Data management is another concern for growers. Reaping the benefits of AI requires huge amounts of data, which doesn’t always integrate seamlessly with a farm’s existing systems. When AgriNovus leaders recently asked Indiana producers about their farms’ tech challenges, they heard all about it.

“What we found was it wasn’t a machine problem, an ML or AI problem,” says Frazier. “It was actually a data challenge. You’ve got all these different bastions of information. There are systems to integrate those, but those systems at times are cumbersome, clunky and maybe not as trustworthy as you’d hope.”

Solving for this data integration is key. According to Frazier, the real next chapter of innovation in agricultural technology is interoperability—developing a way to deliver data to producers so that they can make smart, strategic decisions for their farms.

Finally, Jha says trust is also a major obstacle. Though evidence suggests that certain AI-based tools increase quality, safety and efficiency, an industry tasked with the responsibility of feeding people—that’s operated for centuries with farmers’ hands in dirt—might be understandably hesitant to embrace change.

“There’s such a big distrust in terms of, ‘Really, your machine can do this for me?’” says Jha. “When the solution you’re providing is fundamentally touching the core business, their bottom line—as a technology company, how do you establish that trust?”

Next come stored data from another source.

//! Server host for transport-agnostic API exposure
//!
//! `ServerHost` owns the wired-up services and collaborators. Exposures
//! (REST, WebSocket) consume an `Arc<ServerHost>` and only translate
//! between their protocol and the services.

use crate::config::StorefrontConfig;
use crate::control::ControlService;
use crate::core::clock::Clock;
use crate::core::events::EventBus;
use crate::core::service::{ControlStore, ImageStorage, OrderingStore, ProductCatalog};
use crate::drafts::DraftService;
use crate::submission::SubmissionGate;
use anyhow::Result;
use std::sync::Arc;
use std::time::Duration;
use tokio::task::JoinHandle;

/// Collaborators the host is built from
pub struct HostComponents {
    pub ordering_store: Arc<dyn OrderingStore>,
    pub control_store: Arc<dyn ControlStore>,
    pub catalog: Arc<dyn ProductCatalog>,
    pub images: Arc<dyn ImageStorage>,
    pub clock: Arc<dyn Clock>,
    pub event_bus: EventBus,
}

/// Host context containing all storefront state
pub struct ServerHost {
    pub config: Arc<StorefrontConfig>,

    pub drafts: Arc<DraftService>,
    pub control: Arc<ControlService>,
    pub gate: Arc<SubmissionGate>,

    /// Push channel for control changes and submissions
    pub event_bus: Arc<EventBus>,

    pub clock: Arc<dyn Clock>,
}

impl ServerHost {
    /// Wire services from validated configuration and collaborators
    pub fn from_builder_components(
        config: StorefrontConfig,
        components: HostComponents,
    ) -> Result<Self> {
        config.validate()?;

        let config = Arc::new(config);
        let event_bus = Arc::new(components.event_bus);

        let control = Arc::new(ControlService::new(
            components.control_store,
            event_bus.clone(),
            components.clock.clone(),
            config.defaults.clone(),
            config.evaluator(),
            config.ordering.clone(),
        ));

        let drafts = Arc::new(DraftService::new(
            components.ordering_store.clone(),
            components.catalog.clone(),
            components.images,
        ));

        let gate = Arc::new(SubmissionGate::new(
            components.ordering_store,
            components.catalog,
            control.clone(),
            event_bus.clone(),
            components.clock.clone(),
        ));

        Ok(Self {
            config,
            drafts,
            control,
            gate,
            event_bus,
            clock: components.clock,
        })
    }

    pub fn event_bus(&self) -> &Arc<EventBus> {
        &self.event_bus
    }

    /// Start the background sweep clearing expired custom messages
    pub fn spawn_expiry_sweeper(&self) -> JoinHandle<()> {
        let interval = Duration::from_secs(self.config.server.expiry_sweep_interval_secs);
        self.control.clone().spawn_expiry_sweeper(interval)
    }
}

Fortunately, the proof points of AI are strong enough that companies like Jha’s AgShift, collaborating with organizations like AgriNovus and the IEDC, are making swift headway. And like trust, many of implementation barriers are perceived concerns that could gradually subside as more producers observe the benefits of innovative solutions. Ultimately, adopting AI could ultimately help farmers add efficiency and agility to their businesses, while consumers could enjoy increased inventory, food safety and transparency about the origins, compositions and quality of the food on their plates.